▸ **Required action**: Take the material below and reproduce, word for word, only the lines from the line with "and the environment" through the line with "cannot run with".

▸ **Available records**:
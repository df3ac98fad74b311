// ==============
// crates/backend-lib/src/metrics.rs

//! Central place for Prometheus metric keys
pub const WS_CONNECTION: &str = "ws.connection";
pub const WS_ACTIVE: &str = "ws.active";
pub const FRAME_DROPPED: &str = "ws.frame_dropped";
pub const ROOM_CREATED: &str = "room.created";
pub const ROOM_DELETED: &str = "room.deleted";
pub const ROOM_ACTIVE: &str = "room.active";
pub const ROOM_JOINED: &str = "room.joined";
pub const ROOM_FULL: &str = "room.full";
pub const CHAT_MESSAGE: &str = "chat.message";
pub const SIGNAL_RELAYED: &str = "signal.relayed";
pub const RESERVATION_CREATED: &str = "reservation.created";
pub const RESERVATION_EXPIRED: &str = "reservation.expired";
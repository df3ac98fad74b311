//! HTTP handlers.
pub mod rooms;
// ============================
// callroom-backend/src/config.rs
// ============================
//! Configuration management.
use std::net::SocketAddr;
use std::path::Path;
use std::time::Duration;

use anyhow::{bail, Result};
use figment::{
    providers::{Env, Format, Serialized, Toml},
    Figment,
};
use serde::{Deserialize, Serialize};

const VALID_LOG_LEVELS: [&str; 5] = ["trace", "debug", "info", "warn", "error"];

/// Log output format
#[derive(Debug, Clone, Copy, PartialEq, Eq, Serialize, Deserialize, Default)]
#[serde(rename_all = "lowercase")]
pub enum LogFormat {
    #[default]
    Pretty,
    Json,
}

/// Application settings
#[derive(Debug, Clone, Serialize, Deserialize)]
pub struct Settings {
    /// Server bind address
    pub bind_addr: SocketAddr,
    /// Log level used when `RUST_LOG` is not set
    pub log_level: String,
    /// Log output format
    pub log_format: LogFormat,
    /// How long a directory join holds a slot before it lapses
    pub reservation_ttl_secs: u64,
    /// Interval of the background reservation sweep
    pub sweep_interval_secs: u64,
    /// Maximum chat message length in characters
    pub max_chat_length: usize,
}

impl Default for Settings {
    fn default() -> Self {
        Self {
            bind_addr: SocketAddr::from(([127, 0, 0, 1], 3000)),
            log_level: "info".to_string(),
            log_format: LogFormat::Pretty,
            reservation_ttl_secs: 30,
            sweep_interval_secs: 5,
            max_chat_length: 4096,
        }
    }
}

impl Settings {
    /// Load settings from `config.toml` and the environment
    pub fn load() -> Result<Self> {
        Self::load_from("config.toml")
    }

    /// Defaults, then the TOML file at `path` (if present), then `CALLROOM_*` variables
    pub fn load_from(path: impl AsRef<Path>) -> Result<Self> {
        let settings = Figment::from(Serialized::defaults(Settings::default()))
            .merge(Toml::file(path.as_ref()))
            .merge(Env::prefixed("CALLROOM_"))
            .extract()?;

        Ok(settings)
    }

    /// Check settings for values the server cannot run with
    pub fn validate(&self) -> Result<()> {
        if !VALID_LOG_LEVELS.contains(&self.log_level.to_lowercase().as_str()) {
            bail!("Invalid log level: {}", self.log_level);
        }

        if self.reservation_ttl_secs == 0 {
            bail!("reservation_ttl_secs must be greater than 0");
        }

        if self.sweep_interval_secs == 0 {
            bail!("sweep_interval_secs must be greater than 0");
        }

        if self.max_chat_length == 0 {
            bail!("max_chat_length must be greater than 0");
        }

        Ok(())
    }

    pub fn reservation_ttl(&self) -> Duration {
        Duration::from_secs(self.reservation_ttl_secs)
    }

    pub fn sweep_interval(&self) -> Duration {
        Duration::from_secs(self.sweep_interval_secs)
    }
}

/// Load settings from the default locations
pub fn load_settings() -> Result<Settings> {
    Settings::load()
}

--

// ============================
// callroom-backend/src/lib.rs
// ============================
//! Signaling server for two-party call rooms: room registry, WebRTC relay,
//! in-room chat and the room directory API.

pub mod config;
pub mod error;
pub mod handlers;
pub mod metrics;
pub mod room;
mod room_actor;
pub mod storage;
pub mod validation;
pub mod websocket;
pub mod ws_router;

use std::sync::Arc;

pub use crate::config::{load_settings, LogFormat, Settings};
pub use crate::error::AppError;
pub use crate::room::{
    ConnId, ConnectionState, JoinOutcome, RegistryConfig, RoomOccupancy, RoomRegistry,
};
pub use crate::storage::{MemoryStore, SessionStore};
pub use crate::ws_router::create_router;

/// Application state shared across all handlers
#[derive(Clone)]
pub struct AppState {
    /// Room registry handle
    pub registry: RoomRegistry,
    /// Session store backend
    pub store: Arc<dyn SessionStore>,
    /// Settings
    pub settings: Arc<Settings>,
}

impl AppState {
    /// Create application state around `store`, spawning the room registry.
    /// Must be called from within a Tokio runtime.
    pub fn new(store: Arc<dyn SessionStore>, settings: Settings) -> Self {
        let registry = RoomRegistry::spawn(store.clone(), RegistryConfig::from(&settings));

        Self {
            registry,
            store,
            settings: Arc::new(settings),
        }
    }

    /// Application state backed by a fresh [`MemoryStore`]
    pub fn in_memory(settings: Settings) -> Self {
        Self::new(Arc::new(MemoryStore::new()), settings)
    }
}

▸ **Exercise solution**:
    /// Load settings from `config.toml` and the environment
    pub fn load() -> Result<Self> {
        Self::load_from("config.toml")
    }

    /// Defaults, then the TOML file at `path` (if present), then `CALLROOM_*` variables
    pub fn load_from(path: impl AsRef<Path>) -> Result<Self> {
        let settings = Figment::from(Serialized::defaults(Settings::default()))
            .merge(Toml::file(path.as_ref()))
            .merge(Env::prefixed("CALLROOM_"))
            .extract()?;

        Ok(settings)
    }

    /// Check settings for values the server cannot run with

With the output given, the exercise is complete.